> **HOW TO COMPLETE THIS TASK**: Please repeat exactly the lines below from the one containing "spot.set_direction(90.0);" down to the one containing "assert_eq!(state.kind, ShadowLightKind::Cone);", both included, and nothing else.

===============

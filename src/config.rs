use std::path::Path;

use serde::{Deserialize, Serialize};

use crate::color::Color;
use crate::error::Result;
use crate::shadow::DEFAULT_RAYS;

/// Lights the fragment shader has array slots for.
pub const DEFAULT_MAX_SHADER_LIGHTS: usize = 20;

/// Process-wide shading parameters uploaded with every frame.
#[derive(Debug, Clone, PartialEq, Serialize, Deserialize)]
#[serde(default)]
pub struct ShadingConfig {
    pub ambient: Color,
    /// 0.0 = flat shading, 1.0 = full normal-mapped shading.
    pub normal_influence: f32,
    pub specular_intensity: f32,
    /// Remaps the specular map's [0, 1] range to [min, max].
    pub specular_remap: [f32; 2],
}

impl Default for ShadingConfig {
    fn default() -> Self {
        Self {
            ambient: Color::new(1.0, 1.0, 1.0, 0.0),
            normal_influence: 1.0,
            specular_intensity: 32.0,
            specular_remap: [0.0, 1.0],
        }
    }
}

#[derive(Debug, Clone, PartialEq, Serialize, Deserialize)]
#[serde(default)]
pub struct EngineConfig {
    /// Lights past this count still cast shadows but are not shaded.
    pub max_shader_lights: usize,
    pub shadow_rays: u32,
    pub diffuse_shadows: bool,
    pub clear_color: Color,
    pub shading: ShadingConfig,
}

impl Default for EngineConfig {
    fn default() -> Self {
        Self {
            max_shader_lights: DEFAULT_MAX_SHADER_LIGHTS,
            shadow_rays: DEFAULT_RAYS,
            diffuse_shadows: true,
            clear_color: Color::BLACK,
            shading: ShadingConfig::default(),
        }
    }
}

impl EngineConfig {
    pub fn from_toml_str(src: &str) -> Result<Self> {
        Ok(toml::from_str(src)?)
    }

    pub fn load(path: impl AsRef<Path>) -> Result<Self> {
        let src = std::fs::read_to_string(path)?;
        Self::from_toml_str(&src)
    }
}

===============

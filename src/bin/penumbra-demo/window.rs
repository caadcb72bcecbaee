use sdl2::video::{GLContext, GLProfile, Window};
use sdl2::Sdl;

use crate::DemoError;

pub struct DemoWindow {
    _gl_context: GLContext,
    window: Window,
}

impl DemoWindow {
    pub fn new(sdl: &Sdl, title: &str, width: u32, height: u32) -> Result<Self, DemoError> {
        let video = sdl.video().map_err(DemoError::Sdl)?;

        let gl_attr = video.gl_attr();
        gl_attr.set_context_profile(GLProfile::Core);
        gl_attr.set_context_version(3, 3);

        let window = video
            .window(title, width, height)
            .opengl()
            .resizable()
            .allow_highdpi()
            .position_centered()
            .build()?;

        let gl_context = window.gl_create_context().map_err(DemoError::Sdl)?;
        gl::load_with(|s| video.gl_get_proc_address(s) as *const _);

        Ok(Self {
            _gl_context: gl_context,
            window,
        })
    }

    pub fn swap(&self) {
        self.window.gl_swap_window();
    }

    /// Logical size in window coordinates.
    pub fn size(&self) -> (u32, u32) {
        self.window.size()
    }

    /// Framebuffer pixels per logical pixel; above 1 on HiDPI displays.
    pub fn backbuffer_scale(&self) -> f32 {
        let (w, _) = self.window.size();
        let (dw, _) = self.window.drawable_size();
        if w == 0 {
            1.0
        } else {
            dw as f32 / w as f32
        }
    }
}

===============

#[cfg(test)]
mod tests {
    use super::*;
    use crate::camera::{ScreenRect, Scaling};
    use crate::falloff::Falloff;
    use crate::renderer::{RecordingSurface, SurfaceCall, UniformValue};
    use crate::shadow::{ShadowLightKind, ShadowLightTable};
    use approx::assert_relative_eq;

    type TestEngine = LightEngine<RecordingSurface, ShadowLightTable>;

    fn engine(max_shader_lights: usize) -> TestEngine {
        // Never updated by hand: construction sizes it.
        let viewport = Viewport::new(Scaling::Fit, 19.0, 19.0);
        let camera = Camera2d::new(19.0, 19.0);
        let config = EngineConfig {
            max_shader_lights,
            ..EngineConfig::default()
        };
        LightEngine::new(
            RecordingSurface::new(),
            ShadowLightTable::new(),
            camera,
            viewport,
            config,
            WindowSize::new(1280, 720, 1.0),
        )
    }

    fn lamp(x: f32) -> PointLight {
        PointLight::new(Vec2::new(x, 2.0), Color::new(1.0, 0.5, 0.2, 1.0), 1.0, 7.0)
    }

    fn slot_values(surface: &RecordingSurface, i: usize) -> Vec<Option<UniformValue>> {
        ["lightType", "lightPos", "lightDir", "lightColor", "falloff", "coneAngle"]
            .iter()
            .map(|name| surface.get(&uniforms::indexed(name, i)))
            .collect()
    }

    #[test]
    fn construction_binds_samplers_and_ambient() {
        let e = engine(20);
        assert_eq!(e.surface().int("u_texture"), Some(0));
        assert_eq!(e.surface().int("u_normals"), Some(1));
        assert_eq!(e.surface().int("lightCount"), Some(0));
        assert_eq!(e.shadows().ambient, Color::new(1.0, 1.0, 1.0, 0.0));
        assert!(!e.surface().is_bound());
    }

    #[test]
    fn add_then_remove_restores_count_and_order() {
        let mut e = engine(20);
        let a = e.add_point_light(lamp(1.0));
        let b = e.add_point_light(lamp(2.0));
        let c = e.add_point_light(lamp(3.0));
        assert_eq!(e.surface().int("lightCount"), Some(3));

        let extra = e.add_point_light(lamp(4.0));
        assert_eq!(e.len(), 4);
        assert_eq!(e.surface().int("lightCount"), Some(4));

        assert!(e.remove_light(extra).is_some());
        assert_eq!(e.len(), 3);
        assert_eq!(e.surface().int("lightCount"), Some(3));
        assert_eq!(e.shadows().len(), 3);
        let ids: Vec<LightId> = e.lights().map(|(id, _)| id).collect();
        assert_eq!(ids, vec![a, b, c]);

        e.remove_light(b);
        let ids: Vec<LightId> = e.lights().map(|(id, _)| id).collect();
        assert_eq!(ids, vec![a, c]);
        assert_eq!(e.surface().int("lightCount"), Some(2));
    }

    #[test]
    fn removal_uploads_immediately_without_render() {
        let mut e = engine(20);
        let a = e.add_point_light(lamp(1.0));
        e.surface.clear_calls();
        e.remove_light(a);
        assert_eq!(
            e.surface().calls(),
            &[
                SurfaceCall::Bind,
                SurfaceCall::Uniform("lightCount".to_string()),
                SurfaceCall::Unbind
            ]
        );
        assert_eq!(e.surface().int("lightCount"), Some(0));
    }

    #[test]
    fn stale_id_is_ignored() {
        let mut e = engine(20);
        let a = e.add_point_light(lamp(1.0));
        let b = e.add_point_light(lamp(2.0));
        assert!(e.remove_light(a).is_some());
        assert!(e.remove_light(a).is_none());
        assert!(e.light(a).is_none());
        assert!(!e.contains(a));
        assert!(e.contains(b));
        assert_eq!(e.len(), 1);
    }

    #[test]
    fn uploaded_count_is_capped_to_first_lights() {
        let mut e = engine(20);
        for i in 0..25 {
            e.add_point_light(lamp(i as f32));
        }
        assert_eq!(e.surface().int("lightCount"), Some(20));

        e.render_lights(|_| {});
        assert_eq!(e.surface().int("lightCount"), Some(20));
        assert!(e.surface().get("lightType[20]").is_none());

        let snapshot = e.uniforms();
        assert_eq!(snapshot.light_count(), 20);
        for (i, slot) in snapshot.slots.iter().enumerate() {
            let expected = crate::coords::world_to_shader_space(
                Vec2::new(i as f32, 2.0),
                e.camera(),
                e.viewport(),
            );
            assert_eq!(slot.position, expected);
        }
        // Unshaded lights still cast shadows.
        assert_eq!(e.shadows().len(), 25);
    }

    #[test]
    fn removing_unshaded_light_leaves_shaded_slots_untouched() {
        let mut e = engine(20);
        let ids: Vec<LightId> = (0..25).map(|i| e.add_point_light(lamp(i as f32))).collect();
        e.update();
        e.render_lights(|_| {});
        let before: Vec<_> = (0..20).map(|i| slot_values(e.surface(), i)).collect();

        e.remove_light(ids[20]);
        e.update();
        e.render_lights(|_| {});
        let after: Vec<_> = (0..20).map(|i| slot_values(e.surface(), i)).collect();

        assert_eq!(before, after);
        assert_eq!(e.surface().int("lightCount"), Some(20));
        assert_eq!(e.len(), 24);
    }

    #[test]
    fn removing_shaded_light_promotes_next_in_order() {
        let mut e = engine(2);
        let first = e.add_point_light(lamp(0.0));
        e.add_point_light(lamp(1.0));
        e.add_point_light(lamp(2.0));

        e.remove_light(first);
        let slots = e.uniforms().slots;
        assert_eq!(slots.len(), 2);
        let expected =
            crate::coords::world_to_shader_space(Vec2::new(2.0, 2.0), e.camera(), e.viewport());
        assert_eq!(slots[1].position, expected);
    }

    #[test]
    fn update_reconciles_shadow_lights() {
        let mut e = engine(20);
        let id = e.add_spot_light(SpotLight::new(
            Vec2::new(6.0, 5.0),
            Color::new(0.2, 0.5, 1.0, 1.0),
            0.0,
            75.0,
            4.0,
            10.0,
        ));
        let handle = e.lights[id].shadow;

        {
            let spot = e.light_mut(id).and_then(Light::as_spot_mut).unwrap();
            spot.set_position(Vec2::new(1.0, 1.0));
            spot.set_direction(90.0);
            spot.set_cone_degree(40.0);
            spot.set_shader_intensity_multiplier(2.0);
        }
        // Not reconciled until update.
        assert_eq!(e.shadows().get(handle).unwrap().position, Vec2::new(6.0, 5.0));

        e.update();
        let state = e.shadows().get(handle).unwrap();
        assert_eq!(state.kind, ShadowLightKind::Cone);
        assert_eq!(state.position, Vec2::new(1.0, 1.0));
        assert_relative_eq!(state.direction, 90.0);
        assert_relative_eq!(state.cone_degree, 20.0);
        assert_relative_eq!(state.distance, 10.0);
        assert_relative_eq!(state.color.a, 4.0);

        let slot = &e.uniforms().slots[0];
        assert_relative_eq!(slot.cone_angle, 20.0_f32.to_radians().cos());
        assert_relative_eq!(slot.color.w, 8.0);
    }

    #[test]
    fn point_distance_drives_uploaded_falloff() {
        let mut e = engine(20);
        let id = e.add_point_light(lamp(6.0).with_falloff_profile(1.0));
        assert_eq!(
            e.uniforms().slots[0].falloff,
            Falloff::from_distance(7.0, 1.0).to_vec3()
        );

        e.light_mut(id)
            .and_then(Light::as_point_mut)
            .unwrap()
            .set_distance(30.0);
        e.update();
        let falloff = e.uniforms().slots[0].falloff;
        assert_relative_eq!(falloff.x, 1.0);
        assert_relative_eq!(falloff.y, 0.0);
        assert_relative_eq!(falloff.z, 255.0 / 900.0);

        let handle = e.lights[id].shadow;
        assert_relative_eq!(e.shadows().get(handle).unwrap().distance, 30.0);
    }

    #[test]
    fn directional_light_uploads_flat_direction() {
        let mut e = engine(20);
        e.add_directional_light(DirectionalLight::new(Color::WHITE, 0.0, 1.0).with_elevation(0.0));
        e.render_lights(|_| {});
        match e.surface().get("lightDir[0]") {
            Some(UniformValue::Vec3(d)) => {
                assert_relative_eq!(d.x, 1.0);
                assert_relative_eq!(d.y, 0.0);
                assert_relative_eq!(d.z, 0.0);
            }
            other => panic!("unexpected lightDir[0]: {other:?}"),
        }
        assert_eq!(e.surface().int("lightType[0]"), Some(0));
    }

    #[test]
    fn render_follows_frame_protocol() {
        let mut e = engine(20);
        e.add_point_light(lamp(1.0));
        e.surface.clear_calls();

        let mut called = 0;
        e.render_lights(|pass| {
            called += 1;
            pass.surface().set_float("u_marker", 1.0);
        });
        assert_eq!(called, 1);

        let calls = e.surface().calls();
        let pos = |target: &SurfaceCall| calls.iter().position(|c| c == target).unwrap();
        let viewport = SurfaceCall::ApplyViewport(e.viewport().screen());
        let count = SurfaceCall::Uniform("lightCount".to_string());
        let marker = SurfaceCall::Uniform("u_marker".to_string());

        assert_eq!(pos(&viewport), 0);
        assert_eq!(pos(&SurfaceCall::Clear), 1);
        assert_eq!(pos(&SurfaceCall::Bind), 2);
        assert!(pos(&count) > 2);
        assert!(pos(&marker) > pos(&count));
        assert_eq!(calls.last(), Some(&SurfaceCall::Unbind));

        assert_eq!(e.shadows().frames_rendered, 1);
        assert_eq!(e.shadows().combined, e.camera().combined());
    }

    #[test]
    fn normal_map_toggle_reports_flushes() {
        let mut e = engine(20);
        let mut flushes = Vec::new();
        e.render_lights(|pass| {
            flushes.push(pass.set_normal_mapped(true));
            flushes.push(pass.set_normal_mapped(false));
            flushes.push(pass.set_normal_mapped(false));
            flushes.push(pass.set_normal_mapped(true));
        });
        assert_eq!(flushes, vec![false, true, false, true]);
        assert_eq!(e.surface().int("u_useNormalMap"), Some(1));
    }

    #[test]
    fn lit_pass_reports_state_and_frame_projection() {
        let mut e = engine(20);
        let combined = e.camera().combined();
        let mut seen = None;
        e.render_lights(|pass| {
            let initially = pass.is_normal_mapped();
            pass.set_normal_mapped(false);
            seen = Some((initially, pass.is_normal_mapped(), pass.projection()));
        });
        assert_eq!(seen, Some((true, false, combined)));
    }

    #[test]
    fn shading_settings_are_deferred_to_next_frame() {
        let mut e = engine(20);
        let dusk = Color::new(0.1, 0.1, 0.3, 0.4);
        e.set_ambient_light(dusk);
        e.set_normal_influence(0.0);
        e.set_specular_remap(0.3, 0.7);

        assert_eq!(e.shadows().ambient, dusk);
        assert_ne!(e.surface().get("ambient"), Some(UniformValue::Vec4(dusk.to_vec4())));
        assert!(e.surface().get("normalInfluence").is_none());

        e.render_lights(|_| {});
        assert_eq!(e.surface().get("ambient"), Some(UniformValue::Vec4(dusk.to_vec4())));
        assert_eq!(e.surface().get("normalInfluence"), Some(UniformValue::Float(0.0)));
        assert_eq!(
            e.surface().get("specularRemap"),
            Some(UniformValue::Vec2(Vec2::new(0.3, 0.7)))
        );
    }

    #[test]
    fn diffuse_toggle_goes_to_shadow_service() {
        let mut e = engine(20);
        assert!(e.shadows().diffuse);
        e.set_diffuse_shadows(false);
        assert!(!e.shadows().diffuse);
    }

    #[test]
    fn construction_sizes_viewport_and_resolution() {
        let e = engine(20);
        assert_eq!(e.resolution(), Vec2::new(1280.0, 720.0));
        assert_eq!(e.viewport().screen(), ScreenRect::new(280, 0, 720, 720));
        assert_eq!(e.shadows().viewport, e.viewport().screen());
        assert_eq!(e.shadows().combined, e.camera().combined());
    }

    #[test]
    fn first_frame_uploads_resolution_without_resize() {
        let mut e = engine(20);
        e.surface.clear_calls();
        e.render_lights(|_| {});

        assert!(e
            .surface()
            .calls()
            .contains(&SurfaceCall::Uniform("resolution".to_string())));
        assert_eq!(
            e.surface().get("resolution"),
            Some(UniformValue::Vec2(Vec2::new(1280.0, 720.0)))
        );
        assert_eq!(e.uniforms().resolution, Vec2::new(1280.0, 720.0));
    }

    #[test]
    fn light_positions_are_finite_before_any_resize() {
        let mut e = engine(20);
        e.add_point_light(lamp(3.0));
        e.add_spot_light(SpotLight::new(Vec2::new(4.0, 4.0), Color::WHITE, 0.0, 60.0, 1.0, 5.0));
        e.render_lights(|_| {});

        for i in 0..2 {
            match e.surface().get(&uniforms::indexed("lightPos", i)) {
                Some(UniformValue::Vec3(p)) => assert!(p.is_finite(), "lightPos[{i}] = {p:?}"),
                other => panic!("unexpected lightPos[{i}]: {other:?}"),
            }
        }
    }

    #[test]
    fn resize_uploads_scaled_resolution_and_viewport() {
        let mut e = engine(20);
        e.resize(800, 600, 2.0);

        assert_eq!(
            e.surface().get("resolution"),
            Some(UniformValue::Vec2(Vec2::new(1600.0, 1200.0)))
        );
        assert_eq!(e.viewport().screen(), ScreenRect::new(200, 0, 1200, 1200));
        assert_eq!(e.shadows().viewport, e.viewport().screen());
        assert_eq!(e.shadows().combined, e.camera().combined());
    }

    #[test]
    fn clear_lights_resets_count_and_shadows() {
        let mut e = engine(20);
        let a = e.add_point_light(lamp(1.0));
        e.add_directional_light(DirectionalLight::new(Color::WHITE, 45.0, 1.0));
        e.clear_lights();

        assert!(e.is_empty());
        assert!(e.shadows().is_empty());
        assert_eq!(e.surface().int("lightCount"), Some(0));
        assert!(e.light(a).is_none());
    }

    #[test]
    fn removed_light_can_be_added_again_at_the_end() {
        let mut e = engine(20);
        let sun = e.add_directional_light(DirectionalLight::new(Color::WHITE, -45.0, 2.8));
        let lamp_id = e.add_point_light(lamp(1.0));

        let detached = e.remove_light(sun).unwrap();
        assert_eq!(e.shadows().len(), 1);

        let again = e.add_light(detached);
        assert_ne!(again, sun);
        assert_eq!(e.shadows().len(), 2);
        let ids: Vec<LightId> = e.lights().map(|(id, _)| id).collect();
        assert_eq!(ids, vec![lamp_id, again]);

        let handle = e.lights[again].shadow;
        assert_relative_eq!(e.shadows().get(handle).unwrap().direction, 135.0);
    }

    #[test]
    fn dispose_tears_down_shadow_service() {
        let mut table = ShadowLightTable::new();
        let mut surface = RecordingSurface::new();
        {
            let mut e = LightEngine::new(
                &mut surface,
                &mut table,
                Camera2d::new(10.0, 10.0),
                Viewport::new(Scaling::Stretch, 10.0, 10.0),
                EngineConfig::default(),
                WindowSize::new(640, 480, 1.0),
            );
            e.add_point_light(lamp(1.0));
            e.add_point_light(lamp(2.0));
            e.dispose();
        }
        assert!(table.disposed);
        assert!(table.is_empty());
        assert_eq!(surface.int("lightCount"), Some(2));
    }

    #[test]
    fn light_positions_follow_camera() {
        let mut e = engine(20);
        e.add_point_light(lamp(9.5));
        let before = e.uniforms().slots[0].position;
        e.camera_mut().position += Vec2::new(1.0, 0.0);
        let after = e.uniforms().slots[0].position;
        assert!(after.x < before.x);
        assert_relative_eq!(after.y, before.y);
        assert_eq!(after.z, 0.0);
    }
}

===============

> **RESPONSE BELOW**:
            spot.set_direction(90.0);
            spot.set_cone_degree(40.0);
            spot.set_shader_intensity_multiplier(2.0);
        }
        // Not reconciled until update.
        assert_eq!(e.shadows().get(handle).unwrap().position, Vec2::new(6.0, 5.0));

        e.update();
        let state = e.shadows().get(handle).unwrap();
        assert_eq!(state.kind, ShadowLightKind::Cone);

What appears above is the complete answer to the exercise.